The white stucco exterior and green metal roof reminded her of homes she’d once seen in the South African countryside and had been obsessing over. “It made me think that this house belonged to me somehow.” Built in 1947, it underwent a remodel in 2010 that added a second-floor loft consisting of a primary suite and a large terrace. The previous owner spent a lot of time on boats so “the house was built out like a ship,” Young recalls. Wood framing arched over the second-floor deck; the kitchen was nearly empty; the bathrooms were spare with small sinks; and storage was minimal. But Young saw potential in the structure’s strong bones and compact layout.
She needed little prompting to shoulder a remodel. “Every house we’ve owned, we either built it from the ground up or we completely remodeled it,” she says. “It’s a compulsion.” The two bathrooms were gutted and turned into “proper bathrooms with cabinetry, showers with a glass enclosures and wallpaper”—a Kelly Wearstler design upstairs and a CW Stockwell pattern on the main floor. A wooden wall was erected on the primary bedroom’s terrace, providing privacy. The staircase was redone, doors and windows were replaced, the plumbing was updated, new light fixtures were installed and the old hardware was swapped out for new designs. “I guess I did a lot,” she laughs.
But it’s in the home’s kitchen where her work shines. “Kitchens are my thing,” says Young. “I love to design them. I love to organize them.” Taking inspiration from her experience working with bespoke cabinetry made in the U.K. and Germany, the room’s cupboards, which sit off the ceiling rather than extending all the way up, accentuate the room’s open rafter design and gracefully connect it to the living and morning rooms that bookend it. “Because they read like furniture, it feels a little more decorative and a little less utilitarian,” she explains.
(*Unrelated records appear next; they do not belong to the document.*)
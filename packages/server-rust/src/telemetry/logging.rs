//! Subscriber initialisation for the server binary.

use std::sync::Once;

use tracing_subscriber::{fmt, layer::SubscriberExt, util::SubscriberInitExt, EnvFilter};

static INIT: Once = Once::new();

/// Log output format.
#[derive(Debug, Clone, Copy, Default, PartialEq, Eq, clap::ValueEnum)]
pub enum LogFormat {
    /// One JSON object per event.
    Json,
    /// Human-readable multi-line output.
    #[default]
    Pretty,
}

/// Installs the global subscriber.
///
/// `RUST_LOG` wins over `default_filter` when set. Only the first call has
/// any effect.
pub fn init_logging(format: LogFormat, default_filter: &str) {
    INIT.call_once(|| {
        let env_filter = EnvFilter::try_from_default_env()
            .unwrap_or_else(|_| EnvFilter::new(default_filter));

        match format {
            LogFormat::Json => {
                tracing_subscriber::registry()
                    .with(env_filter)
                    .with(fmt::layer().json())
                    .init();
            }
            LogFormat::Pretty => {
                tracing_subscriber::registry()
                    .with(env_filter)
                    .with(fmt::layer().pretty())
                    .init();
            }
        }
    });
}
The home’s furnishings, most of which were culled from her previous home, are a mix of vintage and antique finds from all around the world. “Everything has a story or stirs me in some way,” she says. “There isn’t anything here just for the sake of needing something to fill a spot.” And despite its compact size, the home lives big; Young and her husband use every inch of it. “Maybe it’s because this is really just all you need,” she says, “I’m thinking this might be our last house.” Whatever the future holds, for right now, it’s home sweet home.